**PROBLEM REQUIREMENTS:** Scan the records below. Copy every line in which the word "SetMirrorRoute" appears.

(Stored records)
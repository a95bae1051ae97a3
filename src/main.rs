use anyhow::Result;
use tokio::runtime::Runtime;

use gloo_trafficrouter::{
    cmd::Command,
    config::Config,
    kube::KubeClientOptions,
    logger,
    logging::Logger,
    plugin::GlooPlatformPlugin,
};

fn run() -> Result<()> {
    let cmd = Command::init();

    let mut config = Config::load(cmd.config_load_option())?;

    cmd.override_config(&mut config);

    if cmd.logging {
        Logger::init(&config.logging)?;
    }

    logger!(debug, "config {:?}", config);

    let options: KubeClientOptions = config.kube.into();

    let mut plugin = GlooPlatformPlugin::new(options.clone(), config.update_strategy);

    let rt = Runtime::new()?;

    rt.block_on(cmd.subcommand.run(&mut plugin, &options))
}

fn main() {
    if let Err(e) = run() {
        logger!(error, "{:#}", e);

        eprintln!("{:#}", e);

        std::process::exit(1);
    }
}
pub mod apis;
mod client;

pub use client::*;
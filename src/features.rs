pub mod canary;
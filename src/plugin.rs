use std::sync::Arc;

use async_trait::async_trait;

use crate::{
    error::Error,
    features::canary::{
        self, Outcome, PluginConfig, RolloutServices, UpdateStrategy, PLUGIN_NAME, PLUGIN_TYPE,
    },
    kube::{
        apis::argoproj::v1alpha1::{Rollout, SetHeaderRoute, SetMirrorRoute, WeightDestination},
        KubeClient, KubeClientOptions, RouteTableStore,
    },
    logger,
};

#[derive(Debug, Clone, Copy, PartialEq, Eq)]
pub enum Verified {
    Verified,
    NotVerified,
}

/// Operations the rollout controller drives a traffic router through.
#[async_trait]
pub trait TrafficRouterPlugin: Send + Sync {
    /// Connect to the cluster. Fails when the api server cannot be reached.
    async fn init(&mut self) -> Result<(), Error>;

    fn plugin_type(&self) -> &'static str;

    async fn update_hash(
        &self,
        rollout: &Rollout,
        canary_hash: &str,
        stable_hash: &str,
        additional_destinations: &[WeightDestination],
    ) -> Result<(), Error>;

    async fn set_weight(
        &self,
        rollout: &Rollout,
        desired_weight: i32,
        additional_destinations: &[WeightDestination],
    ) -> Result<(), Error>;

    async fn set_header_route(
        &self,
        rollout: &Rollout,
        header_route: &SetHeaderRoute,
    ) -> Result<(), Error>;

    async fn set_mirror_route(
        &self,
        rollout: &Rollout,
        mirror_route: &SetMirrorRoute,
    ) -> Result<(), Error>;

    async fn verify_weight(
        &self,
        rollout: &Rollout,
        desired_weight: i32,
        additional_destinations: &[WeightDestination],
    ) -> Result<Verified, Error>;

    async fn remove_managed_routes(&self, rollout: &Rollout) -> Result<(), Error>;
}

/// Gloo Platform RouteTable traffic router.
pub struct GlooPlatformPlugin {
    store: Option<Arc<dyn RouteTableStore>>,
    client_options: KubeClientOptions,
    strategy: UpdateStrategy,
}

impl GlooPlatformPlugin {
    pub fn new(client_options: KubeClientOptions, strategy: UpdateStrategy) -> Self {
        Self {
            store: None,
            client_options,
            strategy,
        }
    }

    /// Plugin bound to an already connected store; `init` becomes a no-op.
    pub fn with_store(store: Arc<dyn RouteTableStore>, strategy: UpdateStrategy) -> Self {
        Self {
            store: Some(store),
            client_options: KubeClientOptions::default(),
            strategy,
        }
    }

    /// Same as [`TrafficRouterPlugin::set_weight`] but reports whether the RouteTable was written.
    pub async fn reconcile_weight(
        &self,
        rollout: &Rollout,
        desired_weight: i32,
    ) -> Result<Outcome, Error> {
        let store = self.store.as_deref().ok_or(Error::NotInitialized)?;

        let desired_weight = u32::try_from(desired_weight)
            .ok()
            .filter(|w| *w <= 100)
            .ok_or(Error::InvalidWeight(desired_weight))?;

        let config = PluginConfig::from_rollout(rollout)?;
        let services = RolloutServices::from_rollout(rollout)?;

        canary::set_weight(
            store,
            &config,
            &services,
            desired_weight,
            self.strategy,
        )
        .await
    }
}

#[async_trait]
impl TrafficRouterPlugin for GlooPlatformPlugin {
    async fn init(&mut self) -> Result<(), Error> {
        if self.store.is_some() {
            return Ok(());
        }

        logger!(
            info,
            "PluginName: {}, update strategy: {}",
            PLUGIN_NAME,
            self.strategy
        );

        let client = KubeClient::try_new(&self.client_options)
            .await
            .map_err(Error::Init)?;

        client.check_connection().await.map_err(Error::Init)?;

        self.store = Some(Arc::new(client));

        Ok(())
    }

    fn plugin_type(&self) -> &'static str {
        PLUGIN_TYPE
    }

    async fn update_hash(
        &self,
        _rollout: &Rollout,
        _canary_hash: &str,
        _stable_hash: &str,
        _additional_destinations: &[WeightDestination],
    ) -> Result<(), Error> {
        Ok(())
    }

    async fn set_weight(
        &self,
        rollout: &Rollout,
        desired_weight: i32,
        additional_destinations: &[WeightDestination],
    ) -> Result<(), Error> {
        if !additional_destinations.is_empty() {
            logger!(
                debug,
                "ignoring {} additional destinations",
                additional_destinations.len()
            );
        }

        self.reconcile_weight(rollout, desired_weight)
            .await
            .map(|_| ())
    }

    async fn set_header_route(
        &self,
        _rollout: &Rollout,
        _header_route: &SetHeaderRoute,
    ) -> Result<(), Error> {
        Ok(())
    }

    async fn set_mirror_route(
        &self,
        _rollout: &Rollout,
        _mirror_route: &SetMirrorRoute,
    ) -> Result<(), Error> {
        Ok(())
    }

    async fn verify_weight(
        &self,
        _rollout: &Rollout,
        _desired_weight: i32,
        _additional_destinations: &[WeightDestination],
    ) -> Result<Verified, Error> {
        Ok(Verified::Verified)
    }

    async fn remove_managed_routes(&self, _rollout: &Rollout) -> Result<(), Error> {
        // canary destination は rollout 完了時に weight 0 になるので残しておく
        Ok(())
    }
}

**REPLY TO THE EXERCISE:**
        apis::argoproj::v1alpha1::{Rollout, SetHeaderRoute, SetMirrorRoute, WeightDestination},
        mirror_route: &SetMirrorRoute,
        _mirror_route: &SetMirrorRoute,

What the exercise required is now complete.